4. A drilling machine for processing aluminum alloy wheel hubs according to claim 3, characterized in that, The top of the lifting plate (5) is connected to the telescopic ends of a plurality of telescopic shafts (7), and the fixed ends of the telescopic shafts (7) are connected to the bottom of the support plate (8).

5. A drilling machine for processing aluminum alloy wheel hubs according to claim 4, characterized in that, The number of telescopic shafts (7) is four, and the telescopic shafts (7) are arranged in a cross shape on the top of the lifting plate (5).

6. A drilling machine for processing aluminum alloy wheel hubs according to claim 1, characterized in that, The other side of the fixing plate (13) is connected to the guide rail (12) via a slider, and the guide rail (12) is installed on the other inner side of the fixing hole (2).

7. A drilling machine for processing aluminum alloy wheel hubs according to claim 6, characterized in that, The two inner sides of the fixing hole (2) are respectively provided with a first placement groove (9) and a second placement groove (11), and the fixing slide rail (10) and guide rail (12) are respectively installed in the first placement groove (9) and the second placement groove (11).

8. A drilling machine for processing aluminum alloy wheel hubs according to claim 1, characterized in that, A recycling hole (3) is provided on the top of the machine between the fixing holes (2).

9. A drilling machine for processing aluminum alloy wheel hubs according to claim 8, characterized in that, A recycling box (4) is provided below the recycling hole (3).
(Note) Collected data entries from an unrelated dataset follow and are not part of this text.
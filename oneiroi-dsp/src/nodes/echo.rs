//! Ping-pong echo.

use crate::arena::Arena;
use crate::array::softclip_sample;
use crate::buffer::StereoBuffer;
use crate::config::EngineConfig;
use crate::dsp::helpers::{map_expo, Tilt};
use crate::dsp::DelayLine;
use crate::error::Result;
use crate::node::StereoProcessor;
use crate::patch::{ClockSource, Patch};

const MAX_FEEDBACK: f32 = 0.98;
/// Per-sample glide of the delay time towards its target.
const DELAY_GLIDE: f32 = 0.0005;
const TILT_SPLIT_HZ: f32 = 1_200.0;

/// Clock-synced delay times as multiples of the clock period.
pub const SYNC_DIVISIONS: [f32; 7] = [0.25, 1.0 / 3.0, 0.5, 2.0 / 3.0, 1.0, 1.5, 2.0];

/// Stereo ping-pong delay.
///
/// The mono sum of the input feeds the left line; each line's output feeds
/// the other through a tilt filter, so repeats alternate sides. With an
/// external clock the delay snaps to [`SYNC_DIVISIONS`] of the clock period.
pub struct Echo<'a> {
    lines: [DelayLine<'a>; 2],
    tilts: [Tilt; 2],
    sample_rate: f32,
    delay: f32,
    primed: bool,
}

impl<'a> Echo<'a> {
    pub fn create(arena: &mut Arena<'a>, config: &EngineConfig) -> Result<Self> {
        let tilt = Tilt::new(TILT_SPLIT_HZ, config.sample_rate);
        Ok(Echo {
            lines: [
                DelayLine::create(arena, config.echo_frames)?,
                DelayLine::create(arena, config.echo_frames)?,
            ],
            tilts: [tilt; 2],
            sample_rate: config.sample_rate,
            delay: 0.0,
            primed: false,
        })
    }

    fn max_delay(&self) -> f32 {
        self.lines[0].max_delay() as f32
    }

    /// Delay time in samples the controls ask for.
    pub fn target_delay(&self, patch: &Patch) -> f32 {
        let c = &patch.ctrls;
        let density = patch.modulated_unit(
            c.echo_density,
            c.echo_density_mod_amount,
            patch.cvs.echo_density,
            c.echo_density_cv_amount,
        );
        // 1 ms floor.
        let min = (self.sample_rate / 1_000.0).max(1.0);
        let max = self.max_delay();
        let delay = if patch.state.clock_source == ClockSource::External && patch.state.clock_period > 0.0 {
            let last = SYNC_DIVISIONS.len() - 1;
            let idx = ((density * SYNC_DIVISIONS.len() as f32) as usize).min(last);
            patch.state.clock_period * SYNC_DIVISIONS[idx]
        } else {
            min + map_expo(density) * (max - min)
        };
        delay.clamp(min.min(max), max)
    }

    /// Current, possibly still gliding, delay time in samples.
    pub fn delay(&self) -> f32 {
        self.delay
    }
}

impl StereoProcessor for Echo<'_> {
    fn process(&mut self, patch: &Patch, buffer: &mut StereoBuffer<'_>) {
        let c = &patch.ctrls;
        let target = self.target_delay(patch);
        if !self.primed {
            self.delay = target;
            self.primed = true;
        }
        let repeats = patch.modulated_unit(c.echo_repeats, c.echo_repeats_mod_amount, 0.0, 0.0);
        let feedback = repeats * MAX_FEEDBACK;
        for tilt in self.tilts.iter_mut() {
            tilt.set_tilt(c.echo_filter);
        }
        let vol = c.echo_vol;

        let [line_l, line_r] = &mut self.lines;
        let [tilt_l, tilt_r] = &mut self.tilts;
        let (left, right) = buffer.stereo_mut();
        for (l, r) in left.iter_mut().zip(right.iter_mut()) {
            self.delay += (target - self.delay) * DELAY_GLIDE;
            let tap = self.delay - 1.0;
            let wet_l = line_l.read_frac(tap);
            let wet_r = line_r.read_frac(tap);
            let (xl, xr) = (*l, *r);
            line_l.write(softclip_sample(0.5 * (xl + xr) + feedback * tilt_l.process(wet_r)));
            line_r.write(softclip_sample(feedback * tilt_r.process(wet_l)));
            *l = xl + wet_l * vol;
            *r = xr + wet_r * vol;
        }
    }
}
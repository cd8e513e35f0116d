//! Runtime sizing of the engine.
//!
//! Everything that decides how much memory the engine takes from the arena
//! lives here. The defaults reproduce the compile-time [`constants`](crate::constants).

use crate::constants::{DEFAULT_SAMPLE_RATE, ECHO_FRAMES, LOOPER_FRAMES, MAX_BLOCK_SIZE};
use crate::error::{Error, Result};

/// Sizing and rate parameters fixed at construction time.
#[derive(Debug, Clone, Copy, PartialEq)]
pub struct EngineConfig {
    /// Audio sample rate in Hz.
    pub sample_rate: f32,
    /// Largest block the engine will ever be asked to process.
    pub max_block_size: usize,
    /// Frames per channel of looper tape.
    pub looper_frames: usize,
    /// Frames per channel of echo memory.
    pub echo_frames: usize,
}

impl EngineConfig {
    /// Configuration for a given host rate and block size, other sizes at their defaults.
    pub fn new(sample_rate: f32, max_block_size: usize) -> Self {
        EngineConfig {
            sample_rate,
            max_block_size,
            ..Self::default()
        }
    }

    /// Block rate in blocks per second.
    pub fn block_rate(&self) -> f32 {
        self.sample_rate / self.max_block_size as f32
    }

    /// Reject configurations the engine cannot run with.
    pub fn validate(&self) -> Result<()> {
        if !(self.sample_rate > 0.0) {
            return Err(Error::InvalidConfig("sample rate must be positive"));
        }
        if self.max_block_size == 0 {
            return Err(Error::InvalidConfig("block size must be non-zero"));
        }
        if self.looper_frames == 0 {
            return Err(Error::InvalidConfig("looper needs at least one frame"));
        }
        if self.echo_frames < 2 {
            return Err(Error::InvalidConfig("echo needs at least two frames"));
        }
        Ok(())
    }
}

impl Default for EngineConfig {
    fn default() -> Self {
        EngineConfig {
            sample_rate: DEFAULT_SAMPLE_RATE,
            max_block_size: MAX_BLOCK_SIZE,
            looper_frames: LOOPER_FRAMES,
            echo_frames: ECHO_FRAMES,
        }
    }
}
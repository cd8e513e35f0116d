//! Xorshift pseudo-random generator.
//!
//! Noise fills and sample-and-hold modulation draw from an explicit generator
//! rather than global state, so two engines built with the same seed produce
//! identical output.

/// Seed used when none is given.
pub const DEFAULT_SEED: u32 = 33641;

/// Marsaglia xorshift32.
#[derive(Clone, Copy, Debug, PartialEq, Eq)]
pub struct XorShift32 {
    state: u32,
}

impl XorShift32 {
    /// A zero seed would lock the generator at zero, so it is replaced by
    /// [`DEFAULT_SEED`].
    pub const fn new(seed: u32) -> Self {
        XorShift32 {
            state: if seed == 0 { DEFAULT_SEED } else { seed },
        }
    }

    #[inline(always)]
    pub fn next_u32(&mut self) -> u32 {
        let mut x = self.state;
        x ^= x << 13;
        x ^= x >> 17;
        x ^= x << 5;
        self.state = x;
        x
    }

    /// Uniform in `[0, 1)`, from the top 24 bits.
    #[inline(always)]
    pub fn next_f32(&mut self) -> f32 {
        (self.next_u32() >> 8) as f32 * (1.0 / 16_777_216.0)
    }

    /// Uniform in `[-1, 1)`.
    #[inline(always)]
    pub fn next_bipolar(&mut self) -> f32 {
        self.next_f32() * 2.0 - 1.0
    }
}

impl Default for XorShift32 {
    fn default() -> Self {
        Self::new(DEFAULT_SEED)
    }
}

#[cfg(test)]
mod tests {
    use super::*;

    #[test]
    fn first_outputs_from_default_seed() {
        let mut rng = XorShift32::default();
        let mut x = DEFAULT_SEED;
        x ^= x << 13;
        x ^= x >> 17;
        x ^= x << 5;
        assert_eq!(rng.next_u32(), x);
    }

    #[test]
    fn same_seed_same_sequence() {
        let mut a = XorShift32::new(7);
        let mut b = XorShift32::new(7);
        for _ in 0..100 {
            assert_eq!(a.next_u32(), b.next_u32());
        }
    }

    #[test]
    fn unit_range() {
        let mut rng = XorShift32::default();
        for _ in 0..10_000 {
            let v = rng.next_f32();
            assert!((0.0..1.0).contains(&v));
        }
    }

    #[test]
    fn zero_seed_is_replaced() {
        let mut rng = XorShift32::new(0);
        assert_ne!(rng.next_u32(), 0);
    }
}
The top of the recycling box (4) is movably connected to the bottom of the workbench. The recycling hole (3) and the fixing hole (2) are located inside the recycling box (4).

10. A drilling machine for processing aluminum alloy wheel hubs according to claim 1, characterized in that, The fixing plate (13) has a fixing pad (14) bonded to its side, and the fixing pad (14) is made of rubber.